The purpose of a mini solar system is that the consumer can connect it almost intuitively and save installation costs. The systems are therefore usually designed in such a way that the installation can also be carried out by non-professionals.
The mounting frame supplied is an elevation triangle made of aluminium or steel. Not only do they provide secure support, they also ensure the tilt that allows for the best possible yield. Although environmentally friendly frames made from recycled paper reduce CO2 emissions, they can have a negative impact on the yield of the solar module.
Tip: Make sure that the screws are tight and that the mounting frame offers a firm hold even in strong winds.

Legal aspects: Is it permissible to connect a mini-PV system to the household electricity network via the socket?

no . In some EU countries, it is permitted to plug the plug-in solar modules with an output of up to 600 Wp into a normal household socket. In Germany, however, a special power connector is required according to DIN VDE 0628-1. This is a so-called feed socket. In Germany, the so-called Wieland socket and the associated Wieland plug have become established.
If the mini solar system is not used as an island system but is fed into the domestic power grid, not only does the power socket have to be installed by a specialist, but they also check the existing circuit and replace the fuse if necessary.
This topic is still controversial in Germany. While some consider the connection of solar systems with up to 600 watts to the normal socket to be harmless, others warn against it. Technology for the direct transmission of energy via solar radiation has not yet been developed.
The German Society for Solar Energy (DGS) advocates simplified regulations and demands official permission to operate mini solar systems via a Schuko plug. Associations such as the VDE advise caution and generally recommend having the installation carried out by a qualified electrician.
Note: Never connect several mini solar systems via multiple sockets. A separate socket must be provided for each mini solar system to prevent overloading of the power line and cable fire.

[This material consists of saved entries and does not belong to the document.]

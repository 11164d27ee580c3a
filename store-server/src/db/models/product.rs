//! Product Model

use serde::{Deserialize, Serialize};
use shared::models::{final_price, margin_percentage, round2};

use super::Category;

fn default_true() -> bool {
    true
}

/// Product entity (stored fields only)
#[derive(Debug, Clone, PartialEq, Serialize, Deserialize)]
pub struct Product {
    pub id: String,
    pub title: String,
    #[serde(default)]
    pub description: String,
    #[serde(default)]
    pub images: Vec<String>,
    pub price: f64,
    #[serde(default)]
    pub cost_price: f64,
    #[serde(default)]
    pub discount_percentage: f64,
    /// Category id
    pub category: String,
    #[serde(default)]
    pub available_sizes: Vec<String>,
    #[serde(default)]
    pub colors: Vec<String>,
    #[serde(default = "default_true")]
    pub is_active: bool,
    #[serde(default)]
    pub is_bundle: bool,
    #[serde(default)]
    pub quantity: i64,
    pub created_at: i64,
    pub updated_at: i64,
}

impl Product {
    /// Unit price after discount
    pub fn final_price(&self) -> f64 {
        final_price(self.price, self.discount_percentage)
    }

    pub fn in_stock(&self) -> bool {
        self.quantity > 0
    }

    pub fn profit(&self) -> f64 {
        self.final_price() - self.cost_price
    }

    pub fn profit_percentage(&self) -> f64 {
        margin_percentage(self.final_price(), self.cost_price)
    }

    pub fn profit_before_discount(&self) -> f64 {
        self.price - self.cost_price
    }

    pub fn profit_percentage_before_discount(&self) -> f64 {
        margin_percentage(self.price, self.cost_price)
    }

    pub fn has_size(&self, size: &str) -> bool {
        self.available_sizes.iter().any(|s| s == size)
    }
}

/// Stored shape
#[derive(Debug, Clone, Serialize)]
pub struct ProductRecord {
    pub title: String,
    pub description: String,
    pub images: Vec<String>,
    pub price: f64,
    pub cost_price: f64,
    pub discount_percentage: f64,
    pub category: String,
    pub available_sizes: Vec<String>,
    pub colors: Vec<String>,
    pub is_active: bool,
    pub is_bundle: bool,
    pub quantity: i64,
    pub created_at: i64,
    pub updated_at: i64,
}

/// Create payload
///
/// `images` are base64 data URLs; they are uploaded before the record is
/// written.
#[derive(Debug, Clone, Default, Deserialize)]
#[serde(default)]
pub struct ProductCreate {
    pub title: Option<String>,
    pub description: Option<String>,
    pub images: Option<Vec<String>>,
    pub price: Option<f64>,
    pub cost_price: Option<f64>,
    pub discount_percentage: Option<f64>,
    pub category: Option<String>,
    pub available_sizes: Option<Vec<String>>,
    pub colors: Option<Vec<String>>,
    pub quantity: Option<i64>,
    pub is_bundle: Option<bool>,
}

/// Partial update payload
///
/// `images`, when present, is the complete new image list: hosted URLs are
/// kept, data URLs are uploaded, anything else is dropped.
#[derive(Debug, Clone, Default, Deserialize)]
#[serde(default)]
pub struct ProductUpdate {
    pub title: Option<String>,
    pub description: Option<String>,
    pub images: Option<Vec<String>>,
    pub price: Option<f64>,
    pub cost_price: Option<f64>,
    pub discount_percentage: Option<f64>,
    pub category: Option<String>,
    pub available_sizes: Option<Vec<String>>,
    pub colors: Option<Vec<String>>,
    pub quantity: Option<i64>,
    pub is_active: Option<bool>,
    pub is_bundle: Option<bool>,
}

/// Validated patch, merged into the stored record
#[derive(Debug, Clone, Default, Serialize)]
pub struct ProductPatch {
    #[serde(skip_serializing_if = "Option::is_none")]
    pub title: Option<String>,
    #[serde(skip_serializing_if = "Option::is_none")]
    pub description: Option<String>,
    #[serde(skip_serializing_if = "Option::is_none")]
    pub images: Option<Vec<String>>,
    #[serde(skip_serializing_if = "Option::is_none")]
    pub price: Option<f64>,
    #[serde(skip_serializing_if = "Option::is_none")]
    pub cost_price: Option<f64>,
    #[serde(skip_serializing_if = "Option::is_none")]
    pub discount_percentage: Option<f64>,
    #[serde(skip_serializing_if = "Option::is_none")]
    pub category: Option<String>,
    #[serde(skip_serializing_if = "Option::is_none")]
    pub available_sizes: Option<Vec<String>>,
    #[serde(skip_serializing_if = "Option::is_none")]
    pub colors: Option<Vec<String>>,
    #[serde(skip_serializing_if = "Option::is_none")]
    pub quantity: Option<i64>,
    #[serde(skip_serializing_if = "Option::is_none")]
    pub is_active: Option<bool>,
    #[serde(skip_serializing_if = "Option::is_none")]
    pub is_bundle: Option<bool>,
    pub updated_at: i64,
}

/// PATCH /api/products/{id}/quantity
#[derive(Debug, Clone, Default, Deserialize)]
pub struct QuantityUpdate {
    #[serde(default)]
    pub quantity: Option<i64>,
}

/// Query parameters of GET /api/products
#[derive(Debug, Clone, Default, Deserialize)]
#[serde(default)]
pub struct ProductFilter {
    pub category: Option<String>,
    pub search: Option<String>,
    pub min_price: Option<f64>,
    pub max_price: Option<f64>,
    /// Only `"true"` filters; anything else is ignored
    pub in_stock: Option<String>,
    pub size: Option<String>,
    pub sort: Option<String>,
    pub limit: Option<u32>,
}

impl ProductFilter {
    pub fn only_in_stock(&self) -> bool {
        self.in_stock.as_deref() == Some("true")
    }

    pub fn sort_order(&self) -> ProductSort {
        ProductSort::parse_lenient(self.sort.as_deref())
    }
}

/// Product list ordering
#[derive(Debug, Clone, Copy, PartialEq, Eq, Default, Serialize, Deserialize)]
pub enum ProductSort {
    #[serde(rename = "price-low")]
    PriceLow,
    #[serde(rename = "price-high")]
    PriceHigh,
    #[serde(rename = "name")]
    Name,
    #[default]
    #[serde(rename = "newest")]
    Newest,
}

impl ProductSort {
    /// Unknown values fall back to `Newest`
    pub fn parse_lenient(s: Option<&str>) -> Self {
        match s {
            Some("price-low") => ProductSort::PriceLow,
            Some("price-high") => ProductSort::PriceHigh,
            Some("name") => ProductSort::Name,
            _ => ProductSort::Newest,
        }
    }

    pub fn order_clause(&self) -> &'static str {
        match self {
            ProductSort::PriceLow => "ORDER BY price ASC",
            ProductSort::PriceHigh => "ORDER BY price DESC",
            ProductSort::Name => "ORDER BY title ASC",
            ProductSort::Newest => "ORDER BY created_at DESC",
        }
    }
}

/// API projection: stored fields + derived figures + resolved category
#[derive(Debug, Clone, PartialEq, Serialize, Deserialize)]
pub struct ProductView {
    pub id: String,
    pub title: String,
    pub description: String,
    pub images: Vec<String>,
    pub price: f64,
    pub cost_price: f64,
    pub discount_percentage: f64,
    pub category_id: String,
    /// `None` when the category was deleted
    pub category: Option<Category>,
    pub available_sizes: Vec<String>,
    pub colors: Vec<String>,
    pub is_active: bool,
    pub is_bundle: bool,
    pub quantity: i64,
    pub created_at: i64,
    pub updated_at: i64,
    pub final_price: f64,
    pub in_stock: bool,
    pub profit: f64,
    pub profit_percentage: f64,
    pub profit_before_discount: f64,
    pub profit_percentage_before_discount: f64,
}

impl ProductView {
    pub fn new(product: Product, category: Option<Category>) -> Self {
        Self {
            final_price: round2(product.final_price()),
            in_stock: product.in_stock(),
            profit: round2(product.profit()),
            profit_percentage: round2(product.profit_percentage()),
            profit_before_discount: round2(product.profit_before_discount()),
            profit_percentage_before_discount: round2(product.profit_percentage_before_discount()),
            id: product.id,
            title: product.title,
            description: product.description,
            images: product.images,
            price: product.price,
            cost_price: product.cost_price,
            discount_percentage: product.discount_percentage,
            category_id: product.category,
            category,
            available_sizes: product.available_sizes,
            colors: product.colors,
            is_active: product.is_active,
            is_bundle: product.is_bundle,
            quantity: product.quantity,
            created_at: product.created_at,
            updated_at: product.updated_at,
        }
    }
}

/// Top-selling entry in the product stats
#[derive(Debug, Clone, PartialEq, Serialize, Deserialize)]
pub struct TopSellingProduct {
    pub product_id: String,
    pub name: String,
    pub total_sold: i64,
    pub total_revenue: f64,
    pub image: Option<String>,
}

/// GET /api/products/stats/product-stats
#[derive(Debug, Clone, PartialEq, Serialize, Deserialize)]
pub struct ProductStats {
    pub total_products: u64,
    pub out_of_stock: u64,
    pub low_stock: u64,
    pub in_stock: u64,
    pub top_selling: Vec<TopSellingProduct>,
}
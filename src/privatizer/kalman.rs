//! Scalar Kalman estimators. The state is a (mean, variance) pair; predict
//! inflates the variance by the process noise Q, update applies the standard
//! gain `K = P / (P + R)` per reading. [`Kalman`] persists the state across
//! cycles and predicts once per cycle; [`NaiveKalman`] starts from the reset
//! constants every cycle and predicts before every update.

use std::collections::HashMap;

use serde::{Deserialize, Serialize};

use crate::error::StrategyError;
use crate::privatizer::{
    distinct_stations, ordered, EstimatorState, Privatizer, PrivatizerOutput, PrivatizerParams,
    SpikeFilter, WindowMode, QUALITY_CEILING,
};
use crate::types::{Estimate, RawMeasurement, StationId};

pub const INITIAL_MEAN: f64 = 0.0;
pub const INITIAL_VARIANCE: f64 = 1000.0;

#[derive(Clone, Debug, PartialEq, Serialize, Deserialize)]
pub struct KalmanState {
    pub mean: f64,
    pub variance: f64,
    #[serde(default)]
    pub station_ema: HashMap<StationId, f64>,
}

impl Default for KalmanState {
    fn default() -> Self {
        Self {
            mean: INITIAL_MEAN,
            variance: INITIAL_VARIANCE,
            station_ema: HashMap::new(),
        }
    }
}

impl KalmanState {
    pub(super) fn predict(&mut self, q: f64) {
        self.variance += q;
    }

    pub(super) fn update(&mut self, r: f64, value: f64) {
        let gain = self.variance / (self.variance + r);
        self.mean += gain * (value - self.mean);
        self.variance *= 1.0 - gain;
    }

    fn quality(&self) -> f64 {
        if self.variance <= 0.0 {
            QUALITY_CEILING
        } else {
            (1.0 / self.variance).min(QUALITY_CEILING)
        }
    }
}

/// Re-initialized each cycle and run once over the drained window.
pub struct NaiveKalman {
    process_noise: f64,
    measurement_noise: f64,
}

impl NaiveKalman {
    pub fn new(params: &PrivatizerParams) -> NaiveKalman {
        NaiveKalman {
            process_noise: params.process_noise,
            measurement_noise: params.measurement_noise,
        }
    }
}

impl Privatizer for NaiveKalman {
    fn name(&self) -> &'static str {
        "naive_kalman"
    }

    fn window_mode(&self) -> WindowMode {
        WindowMode::Drain
    }

    fn update(
        &self,
        _state: Option<EstimatorState>,
        window: &[RawMeasurement],
    ) -> Result<PrivatizerOutput, StrategyError> {
        if window.is_empty() {
            return Ok(PrivatizerOutput::empty(None));
        }
        let mut st = KalmanState::default();
        for reading in ordered(window) {
            st.predict(self.process_noise);
            st.update(self.measurement_noise, reading.value);
        }
        Ok(PrivatizerOutput {
            state: None,
            estimate: Some(Estimate {
                value: st.mean,
                quality: st.quality(),
                contributors: distinct_stations(window),
            }),
        })
    }
}

/// Persistent scalar Kalman filter.
pub struct Kalman {
    process_noise: f64,
    measurement_noise: f64,
    filter: SpikeFilter,
}

impl Kalman {
    pub fn new(params: &PrivatizerParams) -> Kalman {
        Kalman {
            process_noise: params.process_noise,
            measurement_noise: params.measurement_noise,
            filter: SpikeFilter::from_params(params),
        }
    }
}

impl Privatizer for Kalman {
    fn name(&self) -> &'static str {
        "kalman"
    }

    fn window_mode(&self) -> WindowMode {
        WindowMode::Drain
    }

    fn update(
        &self,
        state: Option<EstimatorState>,
        window: &[RawMeasurement],
    ) -> Result<PrivatizerOutput, StrategyError> {
        let mut st = match state {
            Some(EstimatorState::Kalman(st)) => st,
            _ => KalmanState::default(),
        };

        let mut admitted: Vec<&RawMeasurement> = Vec::new();
        for reading in ordered(window) {
            if self
                .filter
                .admit(&mut st.station_ema, &reading.station, reading.value)
            {
                admitted.push(reading);
            }
        }
        if admitted.is_empty() {
            // No effective readings this cycle: the variance is not inflated.
            return Ok(PrivatizerOutput::empty(Some(EstimatorState::Kalman(st))));
        }

        st.predict(self.process_noise);
        for reading in &admitted {
            st.update(self.measurement_noise, reading.value);
        }

        let estimate = Estimate {
            value: st.mean,
            quality: st.quality(),
            contributors: distinct_stations(admitted.iter().copied()),
        };
        Ok(PrivatizerOutput {
            state: Some(EstimatorState::Kalman(st)),
            estimate: Some(estimate),
        })
    }
}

How do I know if my mini solar system is working properly?

Everything mounted, connected, in operation… and now? The solar modules themselves and also the inverter does not show directly whether a solar system is working properly and how much it is doing.
Some inverters have an LED that lights up or flashes to indicate certain operating states. However, it does not show if a device is working properly and how much it is performing. If your inverter has a power measurement, you can read out, save and evaluate the performance data externally.
Alternatively, the power can be measured via the socket. Plug a standard power meter between the socket and the consumer – for example, your refrigerator. Depending on the power meter, you can not only determine the power consumption of the refrigerator but also measure the power in the opposite direction and thus determine the power generated. Intelligent sockets, such as those used in smart homes, often have an energy measurement function.
If you use a solar module with a connection using a Wieland special plug, there are still no compatible power meters and intelligent sockets. In this case, small measuring electronics can be installed in the socket, which measures the current flow and transmits the measurement data to a terminal device via WLAN or Bluetooth.

What are the electricity meter regulations for mini solar systems?

Bidirectional meter – Do you also have electricity flowing in all directions?  mini solar systems
Bidirectional meter

If you connect your mini solar system to your home electricity network, there are also special regulations regarding the electricity meter. Your electrical installation must have a counter with a backstop or a bidirectional counter.
The background is as follows: Especially on particularly sunny days, you may not be able to fully use the electricity generated by your small solar system. If there is a connection to the domestic power grid, your excess electricity flows into the public power grid.
In this case, a conventional counter without a backstop simply rotates backwards and that is forbidden in Germany. Because the price for the electricity consumed (approx. 30 cents per kWh) is significantly higher than the value specified in the EEG feed-in tariff (11 cents per kWh). You would get your excess electricity reimbursed for a much higher price through the return function.
In the case of a meter with a backstop, the meter reading cannot be reduced by electricity fed into the grid. If you would like to record the current fed into the grid, we recommend installing a bidirectional meter. It is designed to measure consumed and fed-in power separately.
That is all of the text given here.